Hubo que esperar a que cayese el telón de la Unión Soviética para que algunos censores abandonaran el anonimato. Al igual que los antiguos agentes del KGB, a primera vista parecían personas normales. De ir a su lado en el metro, uno sería incapaz de distinguirlos de los demás moscovitas. Hacían crucigramas y empujaban a la gente en la escalera mecánica. Sin embargo, por dentro, los censores se sentían guardianes ufanos de una sociedad ilusoria que supieron mantener en pie durante setenta años, gracias a su profesionalidad y dedicación.
En una conferencia celebrada en 1993, Vladimir Solodin, subdirector del Departamento de Literatura en los años setenta y ochenta, evaluó su trayectoria en GlavLit:
—¿Cuál fue el cometido de GlavLit? Ejercer el control, tanto antes como después de la publicación, sobre cualquier letra e imagen impresas en la Unión Soviética.
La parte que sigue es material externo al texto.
//! Pronunciation-rewriting speaker.
//!
//! Dialogue text is rewritten for the speech engine ("Dr." → "Doctor"), but
//! history must record what the model wrote. When speech is interrupted part
//! way, the engine reports a position in the *rewritten* text; the
//! [`IndexMap`](crate::index_map::IndexMap) translates it back so the history
//! entry holds exactly the original text the user heard.

use async_trait::async_trait;
use tokio_util::sync::CancellationToken;
use tracing::debug;

use super::Speaker;
use crate::config::SpeechConfig;
use crate::error::Result;
use crate::index_map::{CompiledMapping, PatternMapping};
use crate::turn::DialogueTurn;

/// How a [`SpeechSink`] finished presenting text.
#[derive(Debug, Clone, Copy, PartialEq, Eq)]
pub enum SpeechOutcome {
    /// All text was presented.
    Completed,
    /// Presentation stopped after this many chars of the text passed in.
    Interrupted { spoken_chars: usize },
}

/// The speech engine boundary (TTS, terminal printer, ...).
#[async_trait]
pub trait SpeechSink: Send + Sync {
    /// Present `text`, the rewritten form of `turn.text`.
    ///
    /// # Errors
    ///
    /// Returns [`ConversationError::Speech`](crate::ConversationError::Speech)
    /// when the engine fails.
    async fn say(
        &self,
        turn: &DialogueTurn,
        text: &str,
        cancel: CancellationToken,
    ) -> Result<SpeechOutcome>;
}

/// [`Speaker`] that rewrites text before speaking and truncates interrupted turns.
pub struct PronunciationSpeaker<S> {
    sink: S,
    mapping: CompiledMapping,
}

impl<S: SpeechSink> PronunciationSpeaker<S> {
    /// Wrap `sink` with the rewrites in `mapping`.
    ///
    /// # Errors
    ///
    /// Returns an error if the mapping fails to compile.
    pub fn new(sink: S, mapping: &PatternMapping) -> Result<Self> {
        Ok(Self {
            sink,
            mapping: mapping.compile()?,
        })
    }

    /// Wrap `sink` with the pronunciations from `config`.
    ///
    /// # Errors
    ///
    /// Returns an error if the configured rules fail to compile.
    pub fn from_config(sink: S, config: &SpeechConfig) -> Result<Self> {
        Self::new(sink, &config.pattern_mapping())
    }

    /// The wrapped sink.
    pub fn sink(&self) -> &S {
        &self.sink
    }
}

#[async_trait]
impl<S: SpeechSink> Speaker for PronunciationSpeaker<S> {
    async fn speak(
        &self,
        mut turn: DialogueTurn,
        cancel: CancellationToken,
    ) -> Result<Option<DialogueTurn>> {
        let (spoken, map) = self.mapping.replace(&turn.text);

        match self.sink.say(&turn, &spoken, cancel).await? {
            SpeechOutcome::Completed => Ok(Some(turn)),
            SpeechOutcome::Interrupted { spoken_chars } => {
                let heard = map
                    .map_output_index(spoken_chars)
                    .min(turn.text.chars().count());
                debug!(spoken_chars, heard, "speech interrupted");
                if heard == 0 {
                    return Ok(None);
                }
                turn.text = turn.text.chars().take(heard).collect();
                Ok(Some(turn))
            }
        }
    }
}
pub const DDL: &str = r#"
CREATE TABLE IF NOT EXISTS use_cases (
  name        TEXT PRIMARY KEY,
  created_at  TEXT NOT NULL
);

CREATE TABLE IF NOT EXISTS prompts (
  origin      TEXT NOT NULL,
  use_case    TEXT NOT NULL REFERENCES use_cases(name),
  version     INTEGER NOT NULL,
  template    TEXT NOT NULL,
  created_at  TEXT NOT NULL,
  PRIMARY KEY (origin, use_case, version)
);

CREATE TABLE IF NOT EXISTS assistants (
  origin             TEXT NOT NULL,
  use_case           TEXT NOT NULL REFERENCES use_cases(name),
  version            INTEGER NOT NULL,
  assistant_id       TEXT NOT NULL,
  assistant_version  TEXT NOT NULL,
  api_key            TEXT NOT NULL,
  created_at         TEXT NOT NULL,
  PRIMARY KEY (origin, use_case, version)
);

CREATE TABLE IF NOT EXISTS ratings (
  scope         TEXT NOT NULL,
  origin        TEXT NOT NULL,
  score         REAL NOT NULL,
  games_played  INTEGER NOT NULL CHECK (games_played >= 0),
  updated_at    TEXT NOT NULL,
  PRIMARY KEY (scope, origin)
);

CREATE TABLE IF NOT EXISTS games (
  game_no     INTEGER PRIMARY KEY,
  round_id    TEXT NOT NULL UNIQUE,
  query       TEXT NOT NULL,
  use_case    TEXT NOT NULL,
  origin_a    TEXT NOT NULL,
  origin_b    TEXT NOT NULL,
  response_a  TEXT NOT NULL,
  response_b  TEXT NOT NULL,
  outcome     TEXT NOT NULL,
  verdict     TEXT NOT NULL,
  winner      TEXT NOT NULL,
  created_at  TEXT NOT NULL
);

CREATE INDEX IF NOT EXISTS idx_games_use_case ON games(use_case);
"#;
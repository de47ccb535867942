//! Offline catalog seeding from a YAML file.
//!
//! ```yaml
//! use_cases:
//!   - name: product_search
//!     prompts:
//!       - origin: gpt-4o
//!         prompt: "Suggest products for: {query}"
//!     assistants:
//!       - origin: Conva Assistant
//!         assistant_id: asst-123
//!         assistant_version: "2"
//!         assistant_apikey_env: CONVA_API_KEY
//! ```

use crate::model::{GLOBAL_SCOPE, QUERY_PLACEHOLDER};
use crate::redaction::secret_fingerprint;
use crate::storage::Store;
use anyhow::Context;
use serde::Deserialize;
use std::path::Path;

#[derive(Debug, Clone, Default, Deserialize)]
pub struct CatalogFile {
    #[serde(default)]
    pub use_cases: Vec<UseCaseEntry>,
}

#[derive(Debug, Clone, Deserialize)]
pub struct UseCaseEntry {
    pub name: String,
    #[serde(default)]
    pub prompts: Vec<PromptEntry>,
    #[serde(default)]
    pub assistants: Vec<AssistantEntry>,
}

#[derive(Debug, Clone, Deserialize)]
pub struct PromptEntry {
    pub origin: String,
    pub prompt: String,
}

#[derive(Debug, Clone, Deserialize)]
pub struct AssistantEntry {
    pub origin: String,
    pub assistant_id: String,
    pub assistant_version: String,
    #[serde(default)]
    pub assistant_apikey: Option<String>,
    /// Name of an env var holding the key, so it stays out of the file.
    #[serde(default)]
    pub assistant_apikey_env: Option<String>,
}

#[derive(Debug, Clone, Default, PartialEq, Eq)]
pub struct SeedReport {
    pub use_cases_created: usize,
    pub prompts: usize,
    pub assistants: usize,
}

pub fn load_catalog(path: &Path) -> anyhow::Result<CatalogFile> {
    let raw = std::fs::read_to_string(path)
        .with_context(|| format!("failed to read catalog {}", path.display()))?;
    let file: CatalogFile = serde_yaml::from_str(&raw)
        .with_context(|| format!("failed to parse catalog {}", path.display()))?;
    Ok(file)
}

pub fn seed_catalog(store: &Store, file: &CatalogFile) -> anyhow::Result<SeedReport> {
    let mut report = SeedReport::default();

    for uc in &file.use_cases {
        let name = uc.name.trim();
        if name.is_empty() {
            anyhow::bail!("use case name must not be empty");
        }
        if name == GLOBAL_SCOPE {
            anyhow::bail!("'{}' is reserved for the global leaderboard", GLOBAL_SCOPE);
        }
        if store.insert_use_case(name)? {
            report.use_cases_created += 1;
        }

        for p in &uc.prompts {
            if !p.prompt.contains(QUERY_PLACEHOLDER) {
                tracing::warn!(
                    event = "prompt_without_placeholder",
                    origin = %p.origin,
                    use_case = name,
                );
            }
            let saved = store.insert_prompt(name, &p.origin, &p.prompt)?;
            tracing::info!(
                event = "prompt_seeded",
                origin = %saved.origin,
                use_case = name,
                version = saved.version,
            );
            report.prompts += 1;
        }

        for a in &uc.assistants {
            let key = match (&a.assistant_apikey, &a.assistant_apikey_env) {
                (Some(k), _) => k.clone(),
                (None, Some(env)) => std::env::var(env)
                    .with_context(|| format!("assistant '{}': env var {} not set", a.origin, env))?,
                (None, None) => anyhow::bail!(
                    "assistant '{}' needs assistant_apikey or assistant_apikey_env",
                    a.origin
                ),
            };
            let saved = store.insert_assistant(
                name,
                &a.origin,
                &a.assistant_id,
                &a.assistant_version,
                &key,
            )?;
            tracing::info!(
                event = "assistant_seeded",
                origin = %saved.origin,
                use_case = name,
                version = saved.version,
                key = %secret_fingerprint(&key),
            );
            report.assistants += 1;
        }
    }

    Ok(report)
}
//! Pair selection for a round.
//!
//! Only the newest version of each origin competes, and the two sides of a
//! pair never share an origin.

use crate::errors::ArenaError;
use crate::model::Candidate;
use rand::distributions::{Distribution, WeightedIndex};
use rand::Rng;
use serde::{Deserialize, Serialize};
use std::collections::{BTreeMap, HashMap};

/// Smallest selection weight an origin can get under play-count weighting.
pub const MIN_WEIGHT: f64 = 0.05;

#[derive(Debug, Clone, Copy, Default, PartialEq, Eq, Serialize, Deserialize)]
#[serde(rename_all = "snake_case")]
pub enum Strategy {
    /// Every ordered pair of distinct origins is equally likely.
    #[default]
    Uniform,
    /// Origins that have played a smaller share of all games are picked more
    /// often.
    PlayCountWeighted,
}

/// Keeps the highest version per origin. Output is ordered by origin.
pub fn latest_per_origin(candidates: Vec<Candidate>) -> Vec<Candidate> {
    let mut latest: BTreeMap<String, Candidate> = BTreeMap::new();
    for c in candidates {
        match latest.get(c.origin()) {
            Some(existing) if existing.version() >= c.version() => {}
            _ => {
                latest.insert(c.origin().to_string(), c);
            }
        }
    }
    latest.into_values().collect()
}

#[derive(Debug, Clone, Copy, Default)]
pub struct Matchmaker {
    pub strategy: Strategy,
}

impl Matchmaker {
    pub fn new(strategy: Strategy) -> Self {
        Self { strategy }
    }

    /// Picks `(slot_a, slot_b)` from the catalog rows of one use case.
    ///
    /// `play_counts` maps origin to games played and `total_games` is the
    /// ledger length; both are only read by [`Strategy::PlayCountWeighted`].
    pub fn select_pair<R: Rng + ?Sized>(
        &self,
        use_case: &str,
        candidates: Vec<Candidate>,
        play_counts: &HashMap<String, u64>,
        total_games: u64,
        rng: &mut R,
    ) -> Result<(Candidate, Candidate), ArenaError> {
        let mut pool = latest_per_origin(candidates);
        if pool.len() < 2 {
            return Err(ArenaError::NotEnoughCandidates {
                use_case: use_case.to_string(),
                found: pool.len(),
            });
        }

        let (ia, ib) = match self.strategy {
            Strategy::Uniform => uniform_indices(pool.len(), rng),
            Strategy::PlayCountWeighted if total_games == 0 => uniform_indices(pool.len(), rng),
            Strategy::PlayCountWeighted => {
                let weights: Vec<f64> = pool
                    .iter()
                    .map(|c| {
                        let played = play_counts.get(c.origin()).copied().unwrap_or(0);
                        play_weight(played, total_games)
                    })
                    .collect();
                weighted_indices(&weights, rng)?
            }
        };

        // Remove the higher index first so the lower one stays valid.
        let (a, b) = if ia > ib {
            let a = pool.swap_remove(ia);
            let b = pool.swap_remove(ib);
            (a, b)
        } else {
            let b = pool.swap_remove(ib);
            let a = pool.swap_remove(ia);
            (a, b)
        };

        tracing::debug!(
            event = "pair_selected",
            use_case = use_case,
            strategy = ?self.strategy,
            origin_a = a.origin(),
            origin_b = b.origin(),
        );
        Ok((a, b))
    }
}

pub fn play_weight(played: u64, total_games: u64) -> f64 {
    if total_games == 0 {
        return 1.0;
    }
    (1.0 - played as f64 / total_games as f64).max(MIN_WEIGHT)
}

fn uniform_indices<R: Rng + ?Sized>(n: usize, rng: &mut R) -> (usize, usize) {
    let a = rng.gen_range(0..n);
    let mut b = rng.gen_range(0..n - 1);
    if b >= a {
        b += 1;
    }
    (a, b)
}

fn weighted_indices<R: Rng + ?Sized>(
    weights: &[f64],
    rng: &mut R,
) -> Result<(usize, usize), ArenaError> {
    let first = WeightedIndex::new(weights)
        .map_err(|e| anyhow::anyhow!("invalid matchmaking weights: {}", e))?;
    let a = first.sample(rng);

    let mut rest = weights.to_vec();
    rest[a] = 0.0;
    let second = WeightedIndex::new(&rest)
        .map_err(|e| anyhow::anyhow!("invalid matchmaking weights: {}", e))?;
    let b = second.sample(rng);
    Ok((a, b))
}
pub mod console;
use crate::error::ApiResult;
use crate::state::AppState;
use arena_core::leaderboard::LeaderboardEntry;
use axum::extract::{Path, State};
use axum::Json;

/// GET /leaderboard/{use_case|all}
pub async fn leaderboard(
    State(state): State<AppState>,
    Path(scope): Path<String>,
) -> ApiResult<Vec<LeaderboardEntry>> {
    Ok(Json(state.orchestrator.leaderboard(&scope)?))
}
use crate::leaderboard::LeaderboardEntry;
use crate::model::GameRecord;
use crate::storage::StoreStats;

pub fn print_leaderboard(scope: &str, entries: &[LeaderboardEntry]) {
    println!("Leaderboard: {}", scope);
    if entries.is_empty() {
        println!("  (no rated origins yet)");
        return;
    }
    println!("{:>4}  {:<32} {:>9} {:>7}", "#", "origin", "score", "games");
    for (i, e) in entries.iter().enumerate() {
        println!(
            "{:>4}  {:<32} {:>9.2} {:>7}",
            i + 1,
            e.model_name,
            e.score,
            e.no_of_games
        );
    }
}

pub fn print_games(games: &[GameRecord]) {
    if games.is_empty() {
        println!("(ledger is empty)");
        return;
    }
    for g in games {
        println!(
            "#{:<5} {}  {:<16} {} vs {} -> {} ({})",
            g.game_no,
            g.created_at.format("%Y-%m-%d %H:%M:%S"),
            g.use_case,
            g.origin_a,
            g.origin_b,
            g.winner,
            g.outcome.as_str()
        );
    }
}

pub fn print_stats(db: &str, stats: &StoreStats) {
    let show = |v: Option<u64>| v.map(|n| n.to_string()).unwrap_or_else(|| "?".into());
    eprintln!("Database: {}", db);
    eprintln!(
        "  sqlite:        {}",
        stats.sqlite_version.as_deref().unwrap_or("?")
    );
    eprintln!("  use cases:     {}", show(stats.use_cases));
    eprintln!("  prompts:       {}", show(stats.prompts));
    eprintln!("  assistants:    {}", show(stats.assistants));
    eprintln!("  rated origins: {}", show(stats.rated_origins));
    eprintln!("  games:         {}", show(stats.games));
    if let Some(at) = &stats.last_game_at {
        eprintln!("  last game:     {}", at);
    }
}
Sin GlavLit, el totalitarismo soviético habría sido imposible. El aparato de censura intervenía de manera rutinaria en la elaboración de permisos de conducir, la formulación de diplomas de natación, el diseño de motivos para pañuelos y las instrucciones de uso de molinillos de café. En su poder obraban todas las reservas de papel de la Unión Soviética. En junio de 1922, Lenin fundó la Glavnoie Upravlenie po delam Literaturu como parte integrante del Ministerio de Educación, con objeto de «unificar todas las formas de censura».